For developers, the following are the current offerings of Visual Studio 2015:
Community Edition
Professional Edition
Enterprise Edition
You may recall that previous versions of Visual Studio also included a Premium Edition and Ultimate Edition. These two have been merged into the Enterprise Edition.
For a high-level overview of the various editions of Visual Studio, you may refer to the comparison table at the following URL:
https://www.visualstudio.com/products/vs-2015-product-editions
Before the Community Edition, many students, independent developers, and small teams used the free Express Edition. However, the Express Edition was missing many Pro features, such as extensions. Now, with the Community Edition, non-enterprise developers can get a full-featured IDE for cross-platform application development.

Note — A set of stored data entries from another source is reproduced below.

//! Frame source loader
//!
//! Fetches recorded frames, lap-time history, weather and precomputed
//! metrics from a [`DataStore`] and memoizes every result for the lifetime
//! of the loader. Absence and malformed payloads resolve to empty results or
//! defaults and are logged; nothing here fails the caller.

use crate::store::{DataStore, StoreError};
use parking_lot::Mutex;
use pitwall_core::units::Celsius;
use pitwall_core::{PrecomputedMetrics, RawFrame, Weather};
use std::collections::HashMap;
use std::sync::{Arc, OnceLock};
use tracing::{info, warn};

pub const TELEMETRY_DIR: &str = "telemetry";
pub const LAP_TIMES_FILE: &str = "lap_times.json";
pub const WEATHER_FILE: &str = "weather.csv";
pub const RACE_METRICS_FILE: &str = "race_metrics.csv";

// Weather CSV column positions (semicolon separated)
const WEATHER_AIR_TEMP_COL: usize = 2;
const WEATHER_TRACK_TEMP_COL: usize = 3;
const WEATHER_HUMIDITY_COL: usize = 4;

/// Relative path of the recorded telemetry for a vehicle
pub fn telemetry_path(vehicle_id: &str) -> String {
    let safe_id = vehicle_id.replace(['/', '\\'], "_");
    format!("{}/{}_telemetry.json", TELEMETRY_DIR, safe_id)
}

pub struct FrameSourceLoader {
    store: Box<dyn DataStore>,
    frames: Mutex<HashMap<String, Arc<[RawFrame]>>>,
    lap_times: Mutex<HashMap<u32, Arc<[f32]>>>,
    weather: OnceLock<Weather>,
    precomputed: OnceLock<Arc<[PrecomputedMetrics]>>,
}

impl FrameSourceLoader {
    pub fn new(store: impl DataStore + 'static) -> Self {
        info!("Reading race data from {}", store.describe());
        Self {
            store: Box::new(store),
            frames: Mutex::new(HashMap::new()),
            lap_times: Mutex::new(HashMap::new()),
            weather: OnceLock::new(),
            precomputed: OnceLock::new(),
        }
    }

    /// Recorded frames for a vehicle, in recording order; empty if none exist
    pub fn load_frames(&self, vehicle_id: &str) -> Arc<[RawFrame]> {
        // The lock is held across the fetch so concurrent callers for the
        // same vehicle never read the store twice.
        let mut cache = self.frames.lock();
        if let Some(frames) = cache.get(vehicle_id) {
            return frames.clone();
        }

        let path = telemetry_path(vehicle_id);
        let frames: Arc<[RawFrame]> = match self.read_json::<Vec<RawFrame>>(&path) {
            Ok(Some(frames)) if !frames.is_empty() => {
                info!(
                    "Using recorded telemetry for {}: {} frames",
                    vehicle_id,
                    frames.len()
                );
                frames.into()
            }
            Ok(Some(_)) => {
                warn!(
                    "Recorded telemetry for {} is empty, frames will be synthesized",
                    vehicle_id
                );
                Arc::from(Vec::new())
            }
            Ok(None) => {
                warn!(
                    "No recorded telemetry for {} in {}, frames will be synthesized",
                    vehicle_id,
                    self.store.describe()
                );
                Arc::from(Vec::new())
            }
            Err(e) => {
                warn!("Could not load telemetry for {}: {}", vehicle_id, e);
                Arc::from(Vec::new())
            }
        };

        cache.insert(vehicle_id.to_string(), frames.clone());
        frames
    }

    /// Lap durations in seconds for a car number; empty if none exist
    pub fn load_lap_times(&self, vehicle_number: u32) -> Arc<[f32]> {
        let mut cache = self.lap_times.lock();
        if let Some(laps) = cache.get(&vehicle_number) {
            return laps.clone();
        }

        let laps: Arc<[f32]> = match self.read_json::<HashMap<String, Vec<f32>>>(LAP_TIMES_FILE) {
            Ok(Some(mut all)) => {
                let laps = all.remove(&vehicle_number.to_string()).unwrap_or_default();
                if laps.is_empty() {
                    warn!("No lap times recorded for car #{}", vehicle_number);
                } else {
                    info!("Using {} recorded lap times for car #{}", laps.len(), vehicle_number);
                }
                laps.into()
            }
            Ok(None) => {
                warn!("Lap times file not found, pace trend stays neutral");
                Arc::from(Vec::new())
            }
            Err(e) => {
                warn!("Could not load lap times: {}", e);
                Arc::from(Vec::new())
            }
        };

        cache.insert(vehicle_number, laps.clone());
        laps
    }

    /// Session weather, or the defaults when no weather record is available
    pub fn load_weather(&self) -> Weather {
        *self.weather.get_or_init(|| match self.read_weather() {
            Ok(Some(weather)) => {
                info!(
                    "Using recorded weather: {:.1}°C, {:.0}% humidity",
                    weather.air_temp.0, weather.humidity
                );
                weather
            }
            Ok(None) => {
                warn!("No weather record, using defaults");
                Weather::default()
            }
            Err(e) => {
                warn!("Could not load weather data, using defaults: {}", e);
                Weather::default()
            }
        })
    }

    /// Every precomputed metrics row; empty if the preprocessing output is absent
    pub fn load_precomputed_metrics(&self) -> Arc<[PrecomputedMetrics]> {
        self.precomputed
            .get_or_init(|| match self.read_precomputed() {
                Ok(Some(rows)) => {
                    info!("Using precomputed metrics for {} drivers", rows.len());
                    rows.into()
                }
                Ok(None) => {
                    info!("No precomputed metrics, metrics will be calculated from telemetry");
                    Arc::from(Vec::new())
                }
                Err(e) => {
                    warn!("Could not load precomputed metrics: {}", e);
                    Arc::from(Vec::new())
                }
            })
            .clone()
    }

    /// Precomputed metrics for one car number
    pub fn precomputed_for(&self, vehicle_number: u32) -> Option<PrecomputedMetrics> {
        self.load_precomputed_metrics()
            .iter()
            .find(|m| m.vehicle_number == vehicle_number)
            .cloned()
    }

    fn read_json<T: serde::de::DeserializeOwned>(&self, path: &str) -> Result<Option<T>, StoreError> {
        let text = match self.store.read(path)? {
            Some(text) => text,
            None => return Ok(None),
        };

        serde_json::from_str(&text)
            .map(Some)
            .map_err(|e| StoreError::Malformed {
                path: path.to_string(),
                reason: e.to_string(),
            })
    }

    fn read_weather(&self) -> Result<Option<Weather>, StoreError> {
        let text = match self.store.read(WEATHER_FILE)? {
            Some(text) => text,
            None => return Ok(None),
        };

        let mut reader = csv::ReaderBuilder::new()
            .delimiter(b';')
            .flexible(true)
            .from_reader(text.as_bytes());

        let record = match reader.records().next() {
            Some(record) => record.map_err(|e| StoreError::Malformed {
                path: WEATHER_FILE.to_string(),
                reason: e.to_string(),
            })?,
            None => return Ok(None),
        };

        // Missing, unparseable and zero readings all fall back to defaults
        let reading = |col: usize| {
            record
                .get(col)
                .and_then(|v| v.trim().parse::<f32>().ok())
                .filter(|v| *v != 0.0)
        };

        Ok(Some(Weather {
            air_temp: Celsius(reading(WEATHER_AIR_TEMP_COL).unwrap_or(Weather::DEFAULT_AIR_TEMP)),
            humidity: reading(WEATHER_HUMIDITY_COL).unwrap_or(Weather::DEFAULT_HUMIDITY),
            track_temp: reading(WEATHER_TRACK_TEMP_COL).map(Celsius),
        }))
    }

    fn read_precomputed(&self) -> Result<Option<Vec<PrecomputedMetrics>>, StoreError> {
        let text = match self.store.read(RACE_METRICS_FILE)? {
            Some(text) => text,
            None => return Ok(None),
        };

        let mut reader = csv::ReaderBuilder::new()
            .trim(csv::Trim::All)
            .from_reader(text.as_bytes());

        let mut rows = Vec::new();
        for (line, result) in reader.deserialize::<PrecomputedMetrics>().enumerate() {
            match result {
                Ok(row) => rows.push(row),
                Err(e) => warn!("Skipping malformed precomputed metrics row {}: {}", line + 1, e),
            }
        }

        Ok(Some(rows))
    }
}
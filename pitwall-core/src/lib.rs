//! Pitwall Core Library
//!
//! This crate provides the telemetry data model, the race-condition metrics
//! analyzer and the rule-based fallback strategy shared by the sources and
//! the server.

pub mod analysis;
pub mod model;
pub mod strategy;
pub mod units;

pub use analysis::analyze;
pub use model::{
    DriverProfile, DrivingStyle, FieldMask, PrecomputedMetrics, RaceMetrics, RawFrame,
    StrategyInsight, TelemetryPoint, TireWear, Weather,
};
pub use strategy::fallback_strategy;
//! Telemetry sources for Pitwall
//!
//! Data access, recorded-frame replay with physical-state estimation, and
//! synthetic frame generation for vehicles without recordings.

pub mod estimator;
pub mod loader;
pub mod store;
pub mod streamer;
pub mod synthetic;

pub use estimator::{Estimator, FrameReadings, PhysicalState};
pub use loader::FrameSourceLoader;
pub use store::{DataStore, DirectoryStore, MemoryStore, StoreError};
pub use streamer::{FrameStreamer, StreamerState, StreamerStatus};
pub use synthetic::SyntheticGenerator;
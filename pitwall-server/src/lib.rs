//! Pitwall Server Library
//!
//! Exposes server components for integration testing.

pub mod api;
pub mod config;
pub mod history;
pub mod manager;
pub mod orchestrator;
pub mod state;
pub mod strategy;
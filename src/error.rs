use thiserror::Error;

/// Errors returned by the fallible child setters on [`TreeNode`](crate::TreeNode).
#[derive(Error, Debug, Clone, Copy, PartialEq, Eq)]
pub enum LinkError {
    /// The new child is the receiving node itself or one of its ancestors.
    #[error("attaching the node would create a cycle")]
    WouldCycle,
}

Better yet, the Community Edition opens the door to thousands of Visual Studio extensions. If you don't find what you need in the Visual Studio Gallery, you can also create your own extensions.
For enterprise developers and professional teams with more needs, you can choose from the Professional or Enterprise Editions. Beyond the full-IDE features of the Community Edition, the Professional Edition also gives you access to the CodeLens, Team Foundation Server (TFS), and Agile project planning tools. CodeLens offers a deeper look into your code history, while TFS can be used for source control and continuous integration.
The Enterprise Edition gives you all of the above, plus enterprise-grade tools for software architecture, modeling, testing, and code coverage.
For a detailed look at the various editions of Visual Studio, you may refer to the comparison table at https://www.visualstudio.com/products/compare-visual-studio-2015-products-vs .
To provide even more choice to developers today, Microsoft has started offering a cross-platform code editor aptly called Visual Studio Code. This new offering is free and available for your platform of choice: Windows, Mac OS X, and Linux.
Visual Studio Code is primarily made for web and cloud applications, such as ASP.NET web applications or Node.js backend code. But you are free to use it for other uses, such as Unity game development and cross-platform application development with most popular languages such as C++, Java, PHP, Python, Ruby, and many others.
For those of you who are wondering, Visual Studio Code bears a striking resemblance to the popular Sublime Text and is a good alternative to it. The following screenshot shows Visual Studio Code:
For more information on other languages, you may refer to https://code.visualstudio.com/Docs/languages .
All of these versions of Visual Studio 2015 and Visual Studio Code can be used for ASP.NET Core web application development. When you create a new project in Visual Studio 2015, you'll see project templates for an Empty project, a Web API project, and a Web Application project, as shown in the following screenshot. Visual Studio Code, on the other hand, is file/folder-based (as opposed to project/solution-based), so you can open a project's files by opening a folder that contains a supported project:
In addition to Visual Studio, you could also use Yeoman to create a new ASP.NET project to work on. Yeoman is a scaffolding tool that can help you generate various modern web apps, including ASP.NET. For more information on Yeoman, check out their website at http://yeoman.io .
This book will focus primarily on Visual Studio 2015. All the screenshots and instructions will use Visual Studio 2015 Community Edition and the Edge web browser running on Windows 10. If you use a different editor, operating system, or web browser, you will have to perform the equivalent steps for your own environment. The application code should remain the same, regardless of the platform.